Laplace Resolvent Method.
  ==> This method is a shortcut for solving systems by Laplace's method.
  ==> It is also a convenient way to solve systems with maple.
Slides: Laplace resolvent method (81.0 K, pdf, 14 Mar 2016)

Friday: Dirac Impulse. Energy injection like hammer hits.

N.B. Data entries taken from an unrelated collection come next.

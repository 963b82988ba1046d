//! Core terminal client components.
//!
//! - **output**: Scrollback processing (ANSI stripping, spinner collapse,
//!   redundant line suppression)
//! - **packet**: Socket.IO / Engine.IO wire codec
//! - **link**: Physical connections (WebSocket I/O thread)
//! - **transport**: Connection lifecycle and named event listeners
//! - **session**: Terminal session combining transport + scrollback
//!
//! # Architecture
//!
//! ```text
//! TerminalSession
//! ├── Transport
//! │   ├── ListenerRegistry (replayed on every connect)
//! │   └── Link (WebSocket, I/O thread)
//! ├── OutputProcessor (scrollback)
//! └── ConnectionState (cwd + command history)
//! ```

pub mod link;
pub mod output;
pub mod packet;
pub mod session;
pub mod transport;
//! Socket.IO wire codec
//!
//! Engine.IO v4 frames carry Socket.IO v5 packets as text:
//!
//! ```text
//! 0{"sid":"..","pingInterval":25000,"pingTimeout":20000}   open
//! 2 / 3                                                    ping / pong
//! 40/terminal,{"token":"abc"}                              connect
//! 42/terminal,["output","hello"]                           event
//! 44/terminal,{"message":"unauthorized"}                   connect error
//! 41/terminal,                                             disconnect
//! ```
//!
//! Binary attachments are not supported.

use serde::Deserialize;
use serde_json::Value;
use thiserror::Error;

#[derive(Error, Debug, PartialEq, Eq)]
pub enum PacketError {
    #[error("Empty frame")]
    Empty,

    #[error("Unknown Engine.IO packet type: {0}")]
    UnknownEngineType(char),

    #[error("Unknown Socket.IO packet type: {0}")]
    UnknownSocketType(char),

    #[error("Binary packets are not supported")]
    Binary,

    #[error("Malformed payload: {0}")]
    Payload(String),
}

/// Engine.IO open handshake
#[derive(Debug, Clone, PartialEq, Eq, Deserialize)]
#[serde(rename_all = "camelCase")]
pub struct OpenInfo {
    pub sid: String,
    #[serde(default)]
    pub ping_interval: u64,
    #[serde(default)]
    pub ping_timeout: u64,
}

/// Engine.IO frame
#[derive(Debug, Clone, PartialEq)]
pub enum Frame {
    Open(OpenInfo),
    Close,
    Ping,
    Pong,
    Message(Packet),
}

/// Socket.IO packet
#[derive(Debug, Clone, PartialEq)]
pub enum Packet {
    /// Client: auth payload. Server: `{"sid": ..}` acknowledgement.
    Connect { namespace: String, data: Option<Value> },
    Disconnect { namespace: String },
    Event { namespace: String, name: String, args: Vec<Value> },
    Ack { namespace: String, id: u64, args: Vec<Value> },
    ConnectError { namespace: String, data: Value },
}

impl Packet {
    pub fn namespace(&self) -> &str {
        match self {
            Packet::Connect { namespace, .. }
            | Packet::Disconnect { namespace }
            | Packet::Event { namespace, .. }
            | Packet::Ack { namespace, .. }
            | Packet::ConnectError { namespace, .. } => namespace,
        }
    }

    /// Build an event packet with an optional single payload argument
    pub fn event(namespace: &str, name: &str, payload: Option<Value>) -> Self {
        Packet::Event {
            namespace: namespace.to_string(),
            name: name.to_string(),
            args: payload.into_iter().collect(),
        }
    }
}

impl Frame {
    /// Encode to the text form sent over the WebSocket
    pub fn encode(&self) -> String {
        match self {
            Frame::Open(info) => format!(
                "0{}",
                serde_json::json!({
                    "sid": info.sid,
                    "pingInterval": info.ping_interval,
                    "pingTimeout": info.ping_timeout,
                })
            ),
            Frame::Close => "1".to_string(),
            Frame::Ping => "2".to_string(),
            Frame::Pong => "3".to_string(),
            Frame::Message(packet) => format!("4{}", encode_packet(packet)),
        }
    }

    /// Decode one text frame
    pub fn decode(text: &str) -> Result<Self, PacketError> {
        let mut chars = text.chars();
        let kind = chars.next().ok_or(PacketError::Empty)?;
        let rest = chars.as_str();
        match kind {
            '0' => serde_json::from_str(rest)
                .map(Frame::Open)
                .map_err(|e| PacketError::Payload(e.to_string())),
            '1' => Ok(Frame::Close),
            // Probe payloads after ping/pong are ignored
            '2' => Ok(Frame::Ping),
            '3' => Ok(Frame::Pong),
            '4' => decode_packet(rest).map(Frame::Message),
            other => Err(PacketError::UnknownEngineType(other)),
        }
    }
}

fn encode_packet(packet: &Packet) -> String {
    let (kind, body) = match packet {
        Packet::Connect { data, .. } => ('0', data.as_ref().map(Value::to_string)),
        Packet::Disconnect { .. } => ('1', None),
        Packet::Event { name, args, .. } => {
            let mut array = Vec::with_capacity(args.len() + 1);
            array.push(Value::String(name.clone()));
            array.extend(args.iter().cloned());
            ('2', Some(Value::Array(array).to_string()))
        }
        Packet::Ack { id, args, .. } => {
            ('3', Some(format!("{}{}", id, Value::Array(args.clone()))))
        }
        Packet::ConnectError { data, .. } => ('4', Some(data.to_string())),
    };

    let mut out = String::new();
    out.push(kind);
    let namespace = packet.namespace();
    if namespace != "/" && !namespace.is_empty() {
        out.push_str(namespace);
        out.push(',');
    }
    if let Some(body) = body {
        out.push_str(&body);
    }
    out
}

fn decode_packet(text: &str) -> Result<Packet, PacketError> {
    let mut chars = text.chars();
    let kind = chars.next().ok_or(PacketError::Empty)?;
    let mut rest = chars.as_str();

    if matches!(kind, '5' | '6') {
        return Err(PacketError::Binary);
    }

    let namespace = if rest.starts_with('/') {
        match rest.find(',') {
            Some(pos) => {
                let ns = &rest[..pos];
                rest = &rest[pos + 1..];
                ns.to_string()
            }
            None => {
                let ns = rest.to_string();
                rest = "";
                ns
            }
        }
    } else {
        "/".to_string()
    };

    let digits = rest.len() - rest.trim_start_matches(|c: char| c.is_ascii_digit()).len();
    let ack_id = if digits > 0 {
        let id = rest[..digits]
            .parse::<u64>()
            .map_err(|e| PacketError::Payload(e.to_string()))?;
        rest = &rest[digits..];
        Some(id)
    } else {
        None
    };

    let body = if rest.is_empty() {
        None
    } else {
        Some(serde_json::from_str::<Value>(rest).map_err(|e| PacketError::Payload(e.to_string()))?)
    };

    match kind {
        '0' => Ok(Packet::Connect { namespace, data: body }),
        '1' => Ok(Packet::Disconnect { namespace }),
        '2' => {
            let mut args = match body {
                Some(Value::Array(items)) => items,
                _ => return Err(PacketError::Payload("event body must be an array".into())),
            };
            if args.is_empty() {
                return Err(PacketError::Payload("event without name".into()));
            }
            let name = match args.remove(0) {
                Value::String(name) => name,
                other => return Err(PacketError::Payload(format!("event name is not a string: {}", other))),
            };
            Ok(Packet::Event { namespace, name, args })
        }
        '3' => {
            let args = match body {
                Some(Value::Array(items)) => items,
                None => Vec::new(),
                Some(other) => vec![other],
            };
            Ok(Packet::Ack { namespace, id: ack_id.unwrap_or(0), args })
        }
        '4' => Ok(Packet::ConnectError {
            namespace,
            data: body.unwrap_or(Value::Null),
        }),
        other => Err(PacketError::UnknownSocketType(other)),
    }
}

/// Human-readable text of a connect_error payload
pub fn error_message(data: &Value) -> String {
    match data {
        Value::String(s) => s.clone(),
        Value::Object(map) => map
            .get("message")
            .and_then(Value::as_str)
            .map(str::to_string)
            .unwrap_or_else(|| data.to_string()),
        Value::Null => "connection refused".to_string(),
        other => other.to_string(),
    }
}

#[cfg(test)]
mod tests {
    use super::*;
    use serde_json::json;

    #[test]
    fn test_decode_open() {
        let frame = Frame::decode(r#"0{"sid":"abc","upgrades":[],"pingInterval":25000,"pingTimeout":20000}"#).unwrap();
        assert_eq!(
            frame,
            Frame::Open(OpenInfo {
                sid: "abc".into(),
                ping_interval: 25000,
                ping_timeout: 20000,
            })
        );
    }

    #[test]
    fn test_ping_pong() {
        assert_eq!(Frame::decode("2").unwrap(), Frame::Ping);
        assert_eq!(Frame::decode("3probe").unwrap(), Frame::Pong);
        assert_eq!(Frame::Pong.encode(), "3");
    }

    #[test]
    fn test_encode_connect_with_auth() {
        let frame = Frame::Message(Packet::Connect {
            namespace: "/terminal".into(),
            data: Some(json!({"token": "abc"})),
        });
        assert_eq!(frame.encode(), r#"40/terminal,{"token":"abc"}"#);
    }

    #[test]
    fn test_encode_event_root_namespace() {
        let frame = Frame::Message(Packet::event("/", "resize_terminal", Some(json!({"cols": 80, "rows": 24}))));
        assert_eq!(frame.encode(), r#"42["resize_terminal",{"cols":80,"rows":24}]"#);
    }

    #[test]
    fn test_encode_event_without_payload() {
        let frame = Frame::Message(Packet::event("/terminal", "close_terminal", None));
        assert_eq!(frame.encode(), r#"42/terminal,["close_terminal"]"#);
    }

    #[test]
    fn test_decode_event_with_namespace() {
        let frame = Frame::decode(r#"42/terminal,["output","hi\n"]"#).unwrap();
        assert_eq!(
            frame,
            Frame::Message(Packet::Event {
                namespace: "/terminal".into(),
                name: "output".into(),
                args: vec![json!("hi\n")],
            })
        );
    }

    #[test]
    fn test_decode_connect_ack_and_error() {
        assert_eq!(
            Frame::decode(r#"40/terminal,{"sid":"xyz"}"#).unwrap(),
            Frame::Message(Packet::Connect {
                namespace: "/terminal".into(),
                data: Some(json!({"sid": "xyz"})),
            })
        );
        let frame = Frame::decode(r#"44/terminal,{"message":"invalid token"}"#).unwrap();
        match frame {
            Frame::Message(Packet::ConnectError { data, .. }) => {
                assert_eq!(error_message(&data), "invalid token");
            }
            other => panic!("unexpected frame: {:?}", other),
        }
    }

    #[test]
    fn test_decode_disconnect_without_comma() {
        assert_eq!(
            Frame::decode("41/terminal").unwrap(),
            Frame::Message(Packet::Disconnect { namespace: "/terminal".into() })
        );
        assert_eq!(
            Frame::decode("41").unwrap(),
            Frame::Message(Packet::Disconnect { namespace: "/".into() })
        );
    }

    #[test]
    fn test_decode_ack_id() {
        assert_eq!(
            Frame::decode(r#"43/terminal,7["ok"]"#).unwrap(),
            Frame::Message(Packet::Ack {
                namespace: "/terminal".into(),
                id: 7,
                args: vec![json!("ok")],
            })
        );
    }

    #[test]
    fn test_rejects_malformed() {
        assert_eq!(Frame::decode(""), Err(PacketError::Empty));
        assert_eq!(Frame::decode("9"), Err(PacketError::UnknownEngineType('9')));
        assert_eq!(Frame::decode("451-[\"x\",{}]"), Err(PacketError::Binary));
        assert!(matches!(Frame::decode("42{\"a\":1}"), Err(PacketError::Payload(_))));
        assert!(matches!(Frame::decode("42[]"), Err(PacketError::Payload(_))));
    }
}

 Hammer hits and the Delta impulsen
   Definition of delta(t)
     delta(t) = idealized injection of energy into a system at
                   time t=0 of impulse=1.
   A hammer hit model in mechanics:
      Camshaft impulse in a car engine
   How delta impulses appear in circuit calculations
      Start with Q''+Q=E(t) where E is a switch. Then differentiate to get
      I''+I=E'(t). Term E'(t) is a Dirac impulse.
   Paul Dirac (1905-1985) and impulses
   Laurent Schwartz (1915-2002) and distribution theory
   Riemann Stieltjes integration theory: making sense of the Dirac delta.
      Def: RS-integral equals the limit of RS-sums as N-->infinity and mesh-->zero.
      RS-sum = sum of terms  f(x_i)(alpha(x_i)-alpha(x_{i-1})) where alpha(x) is
      the monotonic RS integrator.
   Why int( f(t) delta(t-a), t=-infinity .. infinity) = f(a)
   The symbol delta(t-a) makes sense only under an integral sign.

Engineering models
   Short duration impulses: Injection of energy into a mechanical or electrical model.
     Definition: The impulse of force f(t) on interval [a,b] equals the
     integral of f(t) over [a,b]
     An example for f(t) with impulse 5 is defined by
        f(t) = (5/(2h))pulse(t,-h,h)
     EXAMPLE. The Laplace integral of f(t) and its limit as h --> 0.
              Answer is the Dirac impulse.
     EXAMPLE. The delta impulse model x''(t) + 4x(t) = 5 delta(t-t0),
              x(0)=0, x'(0)=0. The model is a mass on a spring with no
              damping. It is at rest until time t=t0, when a short duration
              impulse of 5 is applied. This starts the mass oscillation.
     EXAMPLE. The delta impulse model from EPbvp 7.6,
              x''(t) + 4x(t) = 8 delta(t-2 pi), x(0)=3, x'(0)=0.
              The model is a mass on a spring with no damping. The mass is moved
              to position x=3 and released (no velocity). The mass oscillates until
              time t=2Pi, when a short duration impulse of 8 is applied. This
              alters the mass oscillation, producing a piecewise output x(t).
        # How to solve it with dsolve in maple.
        ic:=x(0)=3,D(x)(0)=0; dsolve({de,ic},x(t));
      Details of the Laplace calculus in maple: inttrans package.
         with(inttrans): f:=x->cos(omega*t)+8*Dirac(t-2*Pi);
         G:=laplace(f(t),t,s); invlaplace(G,s,t);
   CALCULATION. Phase amplitude conversion [see EP 5.4]
      x(t) = 3 cos(2t) until hammer hit at t=2Pi. It has amplitude 3.
      x(t) = 3 cos(2t)+4 sin(2t) after the hit. It has amplitude 5.
           = 5 cos(2t - arctan(4/3))

   An RLC circuit model
      Q'' + 110 Q' + 1000 Q = E(t)
      Differentiate to get [see EPbvp 3.7]
      I'' + 100 I' + 1000 I = E'(t)
      When E(t) is a switch, then E'(t) is a Dirac impulse.